MOERVAL PEREIRA – GLOBO
O que o General Villas Boas, então comandante do Exército, conversou com o candidato Jair Bolsonaro, não saberemos tão cedo, ou nunca. Mas sabemos que Bolsonaro atribui a ele ter chegado à presidência da República e, juntando pedaços de narrativas, desenha-se uma versão muito próxima do que ocorreu nos bastidores militares nos últimos anos.
O General Augusto Heleno, ministro-chefe do Gabinete de Segurança Institucional (GSI), deu informações preciosas na entrevista ao J10 da Globonews quarta-feira. Disse, por exemplo, que os militares perceberam que o que chamou de “efeito Bolsonaro” poderia ajudar a que participassem da vida política num momento em que a situação no país era de “grande calamidade”.
Ficou-se sabendo também que quando Bolsonaro fala em “livrar o país do socialismo”, não está falando à toa. Ecoa um sentimento arraigado nas Forças Armadas de que o PT tentou levar o país para o socialismo, num esquema regional montado pelo Foro de São Paulo, agrupamento de esquerda coordenado por Lula e Fidel Castro que chegou a ter quase o monopólio político dos governos da América Latina.
Essa desconfiança em relação ao PT se deve a fatos concretos. A então presidente Dilma chegou a consultar as Forças Armadas sobre a decretação do estado de emergência para evitar a votação de seu impeachment, e foi rechaçada.

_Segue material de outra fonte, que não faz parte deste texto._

use byteorder::{ByteOrder, LittleEndian};

use crate::error::{LmError, Result};
use crate::model::state::MAX_ORDER;
use crate::util::bit_packing::NO_EXTENSION_BACKOFF;
use crate::util::probing_hash_table::{GrowableProbingHashTable, ProbingEntry};
use crate::vocab::{word_hash, UNK};

/// Word identifier local to a collector, before final indices are assigned.
pub(crate) type ProvisionalId = u32;

#[derive(Clone, Copy, Debug)]
struct InternEntry {
	key: u64,
	id: ProvisionalId,
}

impl ProbingEntry for InternEntry {
	const SIZE: usize = 12;

	fn key(&self) -> u64 {
		self.key
	}

	fn read(bytes: &[u8]) -> Self {
		InternEntry { key: LittleEndian::read_u64(&bytes[..8]), id: LittleEndian::read_u32(&bytes[8..12]) }
	}

	fn write(&self, bytes: &mut [u8]) {
		LittleEndian::write_u64(&mut bytes[..8], self.key);
		LittleEndian::write_u32(&mut bytes[8..12], self.id);
	}
}

/// An n-gram of order 2 or more as collected.
#[derive(Clone, Debug, PartialEq)]
pub(crate) struct RawNgram {
	pub words: Vec<ProvisionalId>,
	pub prob: f32,
	pub backoff: f32,
}

/// Accumulates the words and n-grams of a model before it is built.
///
/// N-grams may be added in any order. Words are interned as they are first
/// seen; `<unk>` always has provisional id 0 and `<UNK>` is read as `<unk>`.
///
/// ```
/// use rs_lm_core::build::NgramCollector;
///
/// let mut collector = NgramCollector::new(2).unwrap();
/// collector.add_ngram(&["<s>"], -99.0, Some(-0.5)).unwrap();
/// collector.add_ngram(&["</s>"], -1.0, None).unwrap();
/// collector.add_ngram(&["<s>", "</s>"], -0.1, None).unwrap();
/// assert_eq!(collector.order(), 2);
/// ```
#[derive(Debug)]
pub struct NgramCollector {
	order: usize,
	interned: GrowableProbingHashTable<InternEntry>,
	pub(crate) words: Vec<String>,
	/// `(prob, backoff)` per provisional id, when declared.
	pub(crate) unigrams: Vec<Option<(f32, f32)>>,
	/// N-grams of orders 2..=order.
	pub(crate) ngrams: Vec<Vec<RawNgram>>,
}

impl NgramCollector {
	/// Starts an empty model of the given order.
	///
	/// # Errors
	/// Returns an error if `order` is outside `2..=MAX_ORDER`.
	pub fn new(order: usize) -> Result<Self> {
		if !(2..=MAX_ORDER).contains(&order) {
			return Err(LmError::UnsupportedOrder { order, max: MAX_ORDER });
		}
		let mut collector = Self {
			order,
			interned: GrowableProbingHashTable::new(64, 1.5),
			words: Vec::new(),
			unigrams: Vec::new(),
			ngrams: vec![Vec::new(); order - 1],
		};
		collector.intern(UNK)?;
		Ok(collector)
	}

	/// Reserves room for the counts announced by a file header.
	pub(crate) fn reserve(&mut self, counts: &[u64]) {
		if let Some(&unigrams) = counts.first() {
			self.words.reserve(unigrams as usize);
			self.unigrams.reserve(unigrams as usize);
		}
		for (order, &count) in self.ngrams.iter_mut().zip(counts.iter().skip(1)) {
			order.reserve(count as usize);
		}
	}

	pub fn order(&self) -> usize {
		self.order
	}

	/// Number of distinct words seen so far, `<unk>` included.
	pub fn word_count(&self) -> usize {
		self.words.len()
	}

	fn canonical(word: &str) -> &str {
		if word == "<UNK>" { UNK } else { word }
	}

	/// Provisional id of `word`, interning it if new.
	///
	/// # Errors
	/// Returns a build-order error if two distinct words share a hash.
	pub(crate) fn intern(&mut self, word: &str) -> Result<ProvisionalId> {
		let word = Self::canonical(word);
		let key = word_hash(word);
		if let Some(entry) = self.interned.find(key) {
			let known = &self.words[entry.id as usize];
			if known != word {
				return Err(LmError::BuildOrder(format!("words \"{known}\" and \"{word}\" have the same hash")));
			}
			return Ok(entry.id);
		}
		let id = self.words.len() as ProvisionalId;
		self.interned.insert(InternEntry { key, id })?;
		self.words.push(word.to_owned());
		self.unigrams.push(None);
		Ok(id)
	}

	/// Provisional id of a word declared as a unigram; `<unk>` always qualifies.
	pub(crate) fn declared(&self, word: &str) -> Option<ProvisionalId> {
		let word = Self::canonical(word);
		let entry = self.interned.find(word_hash(word))?;
		let declared = entry.id == 0 || self.unigrams[entry.id as usize].is_some();
		(declared && self.words[entry.id as usize] == word).then_some(entry.id)
	}

	/// # Errors
	/// Returns a build-order error if the word was already declared.
	pub(crate) fn add_unigram(&mut self, word: &str, prob: f32, backoff: f32) -> Result<()> {
		let id = self.intern(word)?;
		let slot = &mut self.unigrams[id as usize];
		if slot.is_some() {
			return Err(LmError::BuildOrder(format!("unigram \"{word}\" appears twice")));
		}
		*slot = Some((prob, backoff));
		Ok(())
	}

	/// Adds an n-gram of already interned words (oldest first).
	pub(crate) fn add_ids(&mut self, words: Vec<ProvisionalId>, prob: f32, backoff: Option<f32>) {
		debug_assert!((2..=self.order).contains(&words.len()));
		let order = words.len();
		self.ngrams[order - 2].push(RawNgram { words, prob, backoff: backoff.unwrap_or(NO_EXTENSION_BACKOFF) });
	}

	/// Adds an n-gram given oldest word first. A single word declares a unigram.
	///
	/// Duplicate n-grams of order 2 and more are reported when the model is built.
	///
	/// # Errors
	/// Returns an error for an empty or too long n-gram, or a repeated unigram.
	pub fn add_ngram(&mut self, words: &[&str], prob: f32, backoff: Option<f32>) -> Result<()> {
		match words.len() {
			0 => Err(LmError::BuildOrder("empty n-gram".to_owned())),
			1 => self.add_unigram(words[0], prob, backoff.unwrap_or(NO_EXTENSION_BACKOFF)),
			length if length > self.order => Err(LmError::BuildOrder(format!(
				"{length}-gram added to an order {} model",
				self.order
			))),
			_ => {
				let ids = words.iter().map(|w| self.intern(w)).collect::<Result<Vec<_>>>()?;
				self.add_ids(ids, prob, backoff);
				Ok(())
			}
		}
	}

	/// Number of n-grams collected per order, unigrams first.
	pub fn counts(&self) -> Vec<u64> {
		let unigrams = self.unigrams.iter().filter(|u| u.is_some()).count() as u64;
		std::iter::once(unigrams).chain(self.ngrams.iter().map(|o| o.len() as u64)).collect()
	}
}

#[cfg(test)]
mod tests {
	use super::*;

	#[test]
	fn unk_is_interned_first() {
		let mut collector = NgramCollector::new(3).unwrap();
		assert_eq!(collector.intern("<unk>").unwrap(), 0);
		assert_eq!(collector.intern("<UNK>").unwrap(), 0);
		assert_eq!(collector.intern("a").unwrap(), 1);
		assert_eq!(collector.intern("a").unwrap(), 1);
		assert_eq!(collector.word_count(), 2);
	}

	#[test]
	fn declared_requires_a_unigram() {
		let mut collector = NgramCollector::new(2).unwrap();
		collector.intern("seen").unwrap();
		collector.add_unigram("known", -1.0, -0.5).unwrap();
		assert_eq!(collector.declared("known"), Some(2));
		assert_eq!(collector.declared("seen"), None);
		assert_eq!(collector.declared("never"), None);
		assert_eq!(collector.declared("<UNK>"), Some(0));
	}

	#[test]
	fn orders_are_checked() {
		assert!(matches!(NgramCollector::new(1), Err(LmError::UnsupportedOrder { order: 1, .. })));
		assert!(matches!(NgramCollector::new(MAX_ORDER + 1), Err(LmError::UnsupportedOrder { .. })));

		let mut collector = NgramCollector::new(2).unwrap();
		assert!(collector.add_ngram(&["a", "b", "c"], -1.0, None).is_err());
		assert!(collector.add_ngram(&[], -1.0, None).is_err());
		collector.add_ngram(&["a"], -1.0, Some(-0.2)).unwrap();
		assert!(collector.add_ngram(&["a"], -1.0, None).is_err());
	}

	#[test]
	fn counts_per_order() {
		let mut collector = NgramCollector::new(3).unwrap();
		collector.add_ngram(&["a"], -1.0, None).unwrap();
		collector.add_ngram(&["b"], -1.0, None).unwrap();
		collector.add_ngram(&["a", "b"], -0.5, Some(-0.1)).unwrap();
		collector.add_ngram(&["b", "a", "b"], -0.2, None).unwrap();
		assert_eq!(collector.counts(), vec![2, 1, 1]);
		assert_eq!(collector.ngrams[1][0].backoff.to_bits(), NO_EXTENSION_BACKOFF.to_bits());
	}
}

Consumada a derrota política, uma análise do Diretório Nacional do PT lamentou que o partido tenha sido descuidado na reforma do Estado, citando, entre outras ações, a não interferência nos currículos das academias militares. Este “sincericídio” petista confirmou a intenção de controlar a formação militar, o que estava implícito em um decreto assinado pela presidente Dilma em setembro de 2015, transferindo para o ministério da Defesa, ocupado pelo PT, poderes aparentemente burocráticos, mas que dariam margem justamente à interferência nos currículos das escolas militares, um sistema definido pelo General Heleno como “primoroso”.
O decreto foi neutralizado por outro, mas a nota do Diretório Nacional do PT mostrou que realmente o partido tinha entre suas prioridades o aparelhamento do ensino nas escolas e centros de formação militares,
A possibilidade de Lula, através de uma manobra jurídica, poder disputar a eleição presidencial mesmo depois de ter sido condenado em segunda instância inquietava os militares próximos ao General Villas Boas.
Na véspera do julgamento de um habeas-corpus de Lula no Supremo Tribunal Federal (STF), o General Villas Bôas divulgou um tweet advertindo: “Nessa situação que vive o Brasil, resta perguntar às instituições e ao povo quem realmente está pensando no bem do País e das gerações futuras e quem está preocupado apenas com interesses pessoais?”.
A mensagem foi vista como uma pressão sobre o Supremo, e o próprio General Villas Boas admite que ali“nós conscientemente trabalhamos sabendo que estávamos no limite. Mas sentimos que a coisa poderia fugir ao nosso controle se eu não me expressasse. Porque outras pessoas, militares da reserva e civis identificados conosco, estavam se pronunciando de maneira mais enfática”.
Um deles era o general quatro estrelas Hamilton Mourão, íntimo de Vilas Boas, a quem chama de VB, que o considera “uma figura fantástica, um grande soldado”. Ainda na ativa, defendeu a intervenção militar caso as crises por que o país passa não fossem resolvidas pelos poderes constitucionais. E permitiu uma homenagem a favor do torturador Brilhante Ulstra, a quem chamou, em entrevista à Globonews, de “meu herói”.
Foi transferido para um cargo burocrático e advertido, mas continuou próximo de VB e do General Heleno, que o defendeu na ocasião em nota no Facebook. Hoje, Mourão é o vice-presidente da República.
Outra prova da influência do General Heleno: a maioria dos militares do primeiro e segundo escalões do novo governo, assim como ele, chefiou missões de Paz da ONU, no Haiti ou em outras áreas. Chefes militares que se destacaram em ações de combate. Não é por coincidência, portanto, que o General Fernando Azevedo e Silva, hoje Ministro da Defesa do governo Bolsonaro, foi colocado anteriormente como assessor do presidente Dias Toffoli no Supremo Tribunal Federal (STF).